Research Funding A team of MIA investigators from several research institutes (Westmead Millennium, Kolling), universities (Sydney, Macquarie) and hospital research hubs (RPA, Westmead, North Shore, Hunter) in NSW and the QIMR Berghofer Medical Research Institute have been supported since 2005 by prestigious NHMRC and Cancer Institute NSW Program Grants. With the support of a vibrant donor program and strong industry participation, MIA delivers approximately $10m of research output each year.

RECOMMENDATIONS

1) We recommend sustaining and improving Australia’s good record of halting the melanoma epidemic through prevention. This requires continuous research into which strategies are most effective, as the community and its attitudes change, and conversion of what we know into action, such as the successful efforts to ban sunbed use. 2) We note the value that genetic and behavioural research is adding to our understanding of personal risk of melanoma.
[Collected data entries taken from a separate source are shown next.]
//! Session management
//!
//! Each run of an executable is a session, with its own directory under
//! `<root>/sessions` holding the log file and any data saved during the run.

// ---------------------------------------------------------------------------
// IMPORTS
// ---------------------------------------------------------------------------

// External imports
use chrono::{DateTime, Utc};
use conquer_once::{OnceCell, TryInitError};
use erased_serde::Serialize;
use log::{info, warn};
use std::fs;
use std::fs::OpenOptions;
use std::path::Path;
use std::path::PathBuf;
use std::sync::mpsc::{channel, Receiver, RecvTimeoutError, Sender};
use std::thread;
use std::thread::JoinHandle;
use std::time::Duration;
use thiserror::Error;

// Internal imports
use crate::time;

// ---------------------------------------------------------------------------
// STATICS
// ---------------------------------------------------------------------------

static SESSION_EPOCH: OnceCell<DateTime<Utc>> = OnceCell::uninit();

// ---------------------------------------------------------------------------
// CONSTANTS
// ---------------------------------------------------------------------------

/// A chrono format string which diplays a timestamp. See
/// https://docs.rs/chrono/0.4.11/chrono/format/strftime/index.html for more
/// information.
const TIMESTAMP_FORMAT: &str = "%Y%m%d_%H%M%S";

/// How long the save thread waits for data before checking for exit.
const SAVE_POLL_INTERVAL: Duration = Duration::from_millis(50);

// ---------------------------------------------------------------------------
// DATA STRUCTURES
// ---------------------------------------------------------------------------

/// Data queued for the save thread.
type SaveRequest = (PathBuf, Box<dyn Serialize + Send>);

/// A struct storing information about the current session
pub struct Session {
    /// The root directory for this session
    pub session_root: PathBuf,

    /// The path to the session's log file
    pub log_file_path: PathBuf,

    save_sender: Option<Sender<SaveRequest>>,

    save_jh: Option<JoinHandle<()>>,
}

// ---------------------------------------------------------------------------
// ENUMERATIONS
// ---------------------------------------------------------------------------

/// Possible errors associated with the session module.
#[derive(Error, Debug)]
pub enum SessionError {
    #[error("Cannot find the software root directory: {0}")]
    SwRootNotFound(std::io::Error),

    #[error("Cannot create the session directory: {0}")]
    CannotCreateDir(std::io::Error),

    #[error("Cannot initialise the session epoch (conquer_once error: {0})")]
    CannotInitEpoch(TryInitError),

    #[error("Cannot get the epoch time, did you forget to initialise the session?")]
    CannotGetEpoch,

    #[error("Cannot start the save thread: {0}")]
    CannotStartSaveThread(std::io::Error),
}

// ---------------------------------------------------------------------------
// IMPLEMENTATIONS
// ---------------------------------------------------------------------------

impl Session {
    /// Start a new session within the given directory of the software root.
    ///
    /// This will create a new session directory named `{exec_name}_{timestamp}`
    pub fn new(exec_name: &str, sessions_dir: &str) -> Result<Self, SessionError> {
        let root = crate::host::get_sw_root().map_err(SessionError::SwRootNotFound)?;

        Self::in_dir(exec_name, root.join(sessions_dir))
    }

    /// Start a new session in the given sessions directory.
    ///
    /// The session epoch is set by the first session started in the process
    /// and shared by any later ones.
    pub fn in_dir<P: AsRef<Path>>(exec_name: &str, sessions_dir: P) -> Result<Self, SessionError> {
        // Set the session epoch
        match SESSION_EPOCH.try_init_once(Utc::now) {
            Ok(_) | Err(TryInitError::AlreadyInit) => (),
            Err(e) => return Err(SessionError::CannotInitEpoch(e)),
        };

        // Format the session epoch as a timestamp
        let timestamp = match SESSION_EPOCH.get() {
            Some(e) => e.format(TIMESTAMP_FORMAT),
            None => return Err(SessionError::CannotGetEpoch),
        };

        // Create the session directory
        let path = sessions_dir
            .as_ref()
            .join(format!("{}_{}", exec_name, timestamp));
        fs::create_dir_all(&path).map_err(SessionError::CannotCreateDir)?;

        // Create the log file path
        let log_file_path = path.join(format!("{}.log", exec_name));

        // Spawn background thread
        let (tx, rx) = channel();
        let session_root = path.clone();
        let save_jh = thread::Builder::new()
            .name("session_save".into())
            .spawn(move || save_thread(session_root, rx))
            .map_err(SessionError::CannotStartSaveThread)?;

        Ok(Session {
            session_root: path,
            log_file_path,
            save_sender: Some(tx),
            save_jh: Some(save_jh),
        })
    }

    /// Exit the session, waiting for the save thread to write any pending
    /// data.
    pub fn exit(mut self) {
        info!("Stopping save thread");
        self.stop_save_thread();
        info!("Save thread exited");
    }

    /// Saves the given data to the given session-relative path in a
    /// background thread.
    ///
    /// Only `.json` paths are supported.
    pub fn save<P: AsRef<Path>, T: Serialize + Send + 'static>(&self, path: P, data: T) {
        let sent = match self.save_sender {
            Some(ref s) => s.send((path.as_ref().to_path_buf(), Box::new(data))).is_ok(),
            None => false,
        };

        if !sent {
            warn!(
                "Could not send data to be saved to path {:?}, the save thread has stopped",
                path.as_ref()
            )
        }
    }

    fn stop_save_thread(&mut self) {
        // Dropping the sender ends the save thread once the queue is empty
        self.save_sender.take();

        if let Some(jh) = self.save_jh.take() {
            if jh.join().is_err() {
                warn!("Session save thread panicked");
            }
        }
    }
}

impl Drop for Session {
    fn drop(&mut self) {
        self.stop_save_thread();
    }
}

// ---------------------------------------------------------------------------
// PUBLIC FUNCTIONS
// ---------------------------------------------------------------------------

/// Get the number of seconds elapsed since the start of the session.
///
/// # Panics
/// - This function will panic if the session epoch has not been
///   initialised, which is performed on creating a new Session instance.
pub fn get_elapsed_seconds() -> f64 {
    match SESSION_EPOCH.get() {
        Some(e) => {
            let elapsed = Utc::now() - *e;
            match time::duration_to_seconds(elapsed) {
                Some(s) => s,
                None => std::f64::NAN,
            }
        }
        None => panic!("Cannot get the session epoch!"),
    }
}

/// Return a reference to the session's epoch.
///
/// # Panics
/// - This function will panic if the session epoch has not been
///   initialised, which is performed on creating a new Session instance.
pub fn get_epoch() -> &'static DateTime<Utc> {
    match SESSION_EPOCH.get() {
        Some(e) => e,
        None => panic!("Cannot get the session epoch!"),
    }
}

// ---------------------------------------------------------------------------
// PRIVATE FUNCTIONS
// ---------------------------------------------------------------------------

fn save_thread(session_root: PathBuf, receiver: Receiver<SaveRequest>) {
    loop {
        let (path, data) = match receiver.recv_timeout(SAVE_POLL_INTERVAL) {
            Ok(r) => r,
            Err(RecvTimeoutError::Timeout) => continue,
            Err(RecvTimeoutError::Disconnected) => break,
        };

        let full_path = session_root.join(path);
        match full_path.extension().and_then(|s| s.to_str()) {
            Some("json") => {
                if let Err(e) = write_json(&full_path, &data) {
                    warn!("Couldn't save {:?}: {}", full_path, e);
                }
            }
            ext => warn!(
                "Unrecognised file path extension for {:?} (got {:?})",
                full_path, ext
            ),
        }
    }
}

fn write_json(full_path: &Path, data: &Box<dyn Serialize + Send>) -> std::io::Result<()> {
    // Create the parent path if needed
    if let Some(parent) = full_path.parent() {
        fs::create_dir_all(parent)?;
    }

    let file = OpenOptions::new()
        .write(true)
        .truncate(true)
        .create(true)
        .open(full_path)?;

    serde_json::to_writer_pretty(&file, data).map_err(std::io::Error::from)
}

// ---------------------------------------------------------------------------
// TESTS
// ---------------------------------------------------------------------------

#[cfg(test)]
mod test {
    use super::*;
    use std::collections::HashMap;

    #[test]
    fn test_session_dir_and_save() {
        let dir = tempfile::tempdir().unwrap();
        let session = Session::in_dir("test_exec", dir.path()).unwrap();

        assert!(session.session_root.starts_with(dir.path()));
        assert!(session.session_root.is_dir());
        assert_eq!(
            session.log_file_path.file_name().unwrap().to_str(),
            Some("test_exec.log")
        );

        let mut stats = HashMap::new();
        stats.insert("decoded", 12u64);
        session.save("stats/link_stats.json", stats);
        session.save("ignored.bin", 5u8);

        let root = session.session_root.clone();
        session.exit();

        let saved: HashMap<String, u64> = serde_json::from_str(
            &fs::read_to_string(root.join("stats/link_stats.json")).unwrap(),
        )
        .unwrap();
        assert_eq!(saved["decoded"], 12);
        assert!(!root.join("ignored.bin").exists());
        assert!(get_elapsed_seconds() >= 0.0);
    }
}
We recommend continued research into how more precise risk assessment and specialised surveillance for those at highest risk of melanoma may improve prevention and early detection. 3) We note the powerful insights into melanoma diagnosis and treatment options that have come from basic molecular and genomic research in melanoma, which is now driving the first wave of successful treatments of advanced melanoma. We recommend strategic investment into determining the role of genomics in patient care in cancer. 4) We note the value for melanoma research and care produced by collaborative platforms for analysis of clinical data and well-characterised tissue. We recommend encouragement by all means of state- and nation- wide participation in such platforms by clinicians and researchers engaged with melanoma.